Review: “The Woman Who Ran” Is a Relaxed Triptych That Examines Women And Life

In “The Woman Who Ran,” Korean director Hong Sang-soo delivers a warm, thoughtful, and lightly comedic film with his signature repetitions.

By , 6 Oct 20 00:56 GMT
Courtesy of Jeonwonsa Film Co. Production.

Meandering conversations, glasses of alcohol, strips of Korean barbeque—these are all hallmarks of Hong Sang-soo’s films. When Gam-hee (Kim Min-hee) brings makgeolli and meat to a friend’s home in Hong’s latest film The Woman Who Ran, the seasoned Hong aficionado already feels at home. Even newcomers receive a gradual introduction to Hong’s repertoire through the film’s naturalistic rhythm and triptych structure—Gam-hee visits three women during the movie, carrying out similar flows of conversation with each.

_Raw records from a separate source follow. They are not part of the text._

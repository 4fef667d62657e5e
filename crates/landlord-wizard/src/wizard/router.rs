use std::sync::Arc;

use axum::{
    extract::{Path, State},
    http::StatusCode,
    response::{IntoResponse, Response},
    routing::{get, post},
    Router,
};
use chrono::{Local, NaiveDate};
use serde::Deserialize;
use serde_json::{json, Value};
use tracing::warn;

use super::arrears::{ArrearsItem, ArrearsSchedule};
use super::calculators::{suggest_notice_expiry, validate_ground8_eligibility};
use super::domain::{Jurisdiction, Pence, Product, RentFrequency, Route};
use super::facts::CaseFacts;
use super::persistence::{CaseId, FactsRepository, RepositoryError, SaveContext};
use super::sections::SectionTable;

/// Malformed request input, reported as 400.
#[derive(Debug, Clone, PartialEq, Eq, thiserror::Error)]
pub enum WizardRequestError {
    #[error("unknown product '{0}'")]
    Product(String),
    #[error("unknown jurisdiction '{0}'")]
    Jurisdiction(String),
    #[error("unknown route '{0}'")]
    Route(String),
    #[error("unknown rent frequency '{0}'")]
    RentFrequency(String),
    #[error("{field} must be a positive amount")]
    Amount { field: &'static str },
    #[error("facts must be a JSON object")]
    Facts,
}

impl IntoResponse for WizardRequestError {
    fn into_response(self) -> Response {
        let payload = json!({ "error": self.to_string() });
        (StatusCode::BAD_REQUEST, axum::Json(payload)).into_response()
    }
}

pub fn parse_product(raw: &str) -> Result<Product, WizardRequestError> {
    Product::parse(raw).ok_or_else(|| WizardRequestError::Product(raw.to_string()))
}

pub fn parse_jurisdiction(raw: &str) -> Result<Jurisdiction, WizardRequestError> {
    Jurisdiction::parse(raw).ok_or_else(|| WizardRequestError::Jurisdiction(raw.to_string()))
}

/// Router exposing facts storage and the stateless rule calculators.
pub fn wizard_router<R>(repository: Arc<R>) -> Router
where
    R: FactsRepository + 'static,
{
    Router::new()
        .route(
            "/api/v1/cases/:case_id/facts",
            get(get_facts_handler::<R>).put(save_facts_handler::<R>),
        )
        .route("/api/v1/wizard/evaluate", post(evaluate_handler))
        .route("/api/v1/wizard/notice-expiry", post(notice_expiry_handler))
        .route("/api/v1/wizard/ground8", post(ground8_handler))
        .with_state(repository)
}

pub(crate) async fn get_facts_handler<R>(
    State(repository): State<Arc<R>>,
    Path(case_id): Path<String>,
) -> Response
where
    R: FactsRepository + 'static,
{
    let case_id = CaseId(case_id);
    match repository.get_case_facts(&case_id).await {
        Ok(Some(facts)) => {
            let payload = json!({ "case_id": case_id, "facts": facts });
            (StatusCode::OK, axum::Json(payload)).into_response()
        }
        Ok(None) | Err(RepositoryError::NotFound(_)) => {
            let payload = json!({ "error": format!("case {case_id} not found") });
            (StatusCode::NOT_FOUND, axum::Json(payload)).into_response()
        }
        Err(error) => repository_failure(&case_id, error),
    }
}

#[derive(Debug, Deserialize)]
pub struct SaveFactsRequest {
    pub product: String,
    pub jurisdiction: String,
    pub facts: Value,
    /// Replace stored facts instead of deep-merging into them.
    #[serde(default)]
    pub replace: bool,
}

pub(crate) async fn save_facts_handler<R>(
    State(repository): State<Arc<R>>,
    Path(case_id): Path<String>,
    axum::Json(request): axum::Json<SaveFactsRequest>,
) -> Response
where
    R: FactsRepository + 'static,
{
    let case_id = CaseId(case_id);
    let (product, jurisdiction) = match (
        parse_product(&request.product),
        parse_jurisdiction(&request.jurisdiction),
    ) {
        (Ok(product), Ok(jurisdiction)) => (product, jurisdiction),
        (Err(error), _) | (_, Err(error)) => return error.into_response(),
    };
    let Value::Object(update) = request.facts else {
        return WizardRequestError::Facts.into_response();
    };

    let mut facts = if request.replace {
        CaseFacts::new()
    } else {
        match repository.get_case_facts(&case_id).await {
            Ok(existing) => existing.unwrap_or_default(),
            Err(RepositoryError::NotFound(_)) => CaseFacts::new(),
            Err(error) => return repository_failure(&case_id, error),
        }
    };
    facts.merge(&update);
    facts.set_meta(product, jurisdiction);

    match repository
        .save_case_facts(&case_id, &facts, SaveContext::new(product, jurisdiction))
        .await
    {
        Ok(()) => {
            let payload = json!({ "case_id": case_id, "facts": facts });
            (StatusCode::OK, axum::Json(payload)).into_response()
        }
        Err(error) => repository_failure(&case_id, error),
    }
}

fn repository_failure(case_id: &CaseId, error: RepositoryError) -> Response {
    warn!(case_id = %case_id, error = %error, "facts repository request failed");
    let status = match error {
        RepositoryError::Rejected(_) => StatusCode::UNPROCESSABLE_ENTITY,
        RepositoryError::NotFound(_) => StatusCode::NOT_FOUND,
        RepositoryError::Unavailable(_) => StatusCode::SERVICE_UNAVAILABLE,
    };
    let payload = json!({ "error": error.to_string() });
    (status, axum::Json(payload)).into_response()
}

#[derive(Debug, Deserialize)]
pub struct EvaluateRequest {
    pub product: String,
    pub jurisdiction: String,
    #[serde(default)]
    pub facts: Value,
    pub today: Option<NaiveDate>,
}

pub(crate) async fn evaluate_handler(axum::Json(request): axum::Json<EvaluateRequest>) -> Response {
    let (product, jurisdiction) = match (
        parse_product(&request.product),
        parse_jurisdiction(&request.jurisdiction),
    ) {
        (Ok(product), Ok(jurisdiction)) => (product, jurisdiction),
        (Err(error), _) | (_, Err(error)) => return error.into_response(),
    };
    let facts = CaseFacts::from_value(request.facts);
    let today = request.today.unwrap_or_else(|| Local::now().date_naive());
    let report = SectionTable::for_product(product, jurisdiction).evaluate(&facts, today);
    (StatusCode::OK, axum::Json(report)).into_response()
}

#[derive(Debug, Deserialize)]
pub struct NoticeExpiryRequest {
    pub route: String,
    #[serde(default)]
    pub grounds: Vec<String>,
    pub served_on: NaiveDate,
}

pub(crate) async fn notice_expiry_handler(
    axum::Json(request): axum::Json<NoticeExpiryRequest>,
) -> Response {
    let Some(route) = Route::parse(&request.route) else {
        return WizardRequestError::Route(request.route).into_response();
    };
    let suggestion = suggest_notice_expiry(route, &request.grounds, request.served_on);
    (StatusCode::OK, axum::Json(suggestion)).into_response()
}

#[derive(Debug, Deserialize)]
pub struct Ground8Request {
    pub rent_amount: f64,
    pub rent_frequency: String,
    #[serde(default)]
    pub arrears_items: Vec<Value>,
    pub total_arrears: Option<f64>,
}

pub(crate) async fn ground8_handler(axum::Json(request): axum::Json<Ground8Request>) -> Response {
    let Some(rent) = Pence::from_pounds(request.rent_amount).filter(|rent| rent.is_positive())
    else {
        return WizardRequestError::Amount {
            field: "rent_amount",
        }
        .into_response();
    };
    let Some(frequency) = RentFrequency::parse(&request.rent_frequency) else {
        return WizardRequestError::RentFrequency(request.rent_frequency).into_response();
    };
    let schedule = ArrearsSchedule {
        items: request
            .arrears_items
            .iter()
            .filter_map(ArrearsItem::from_value)
            .collect(),
        declared_total: request.total_arrears.and_then(Pence::from_pounds),
    };
    let assessment = validate_ground8_eligibility(rent, frequency, &schedule);
    (StatusCode::OK, axum::Json(assessment)).into_response()
}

Hong Sang-soo is no stranger to repetition, and indeed embraces it. His 2015 film Right Now, Wrong Then offers two perspectives on the same event, and his films often touch on similar motifs of relationships both platonic and romantic. However, The Woman Who Ran breaks from the usual Hong mold in a subtle but striking manner. While all the accoutrements of Hong Sang-soo are there—the buffoonish men, the drinking, the eating, the focus on relationships—The Woman Who Ran minimizes men in a way that Hong Sang-soo hasn’t done before, in favor of focusing solely on conversations between women.

Tale of Cinema

Courtesy of Jeonwonsa Film Co. Production.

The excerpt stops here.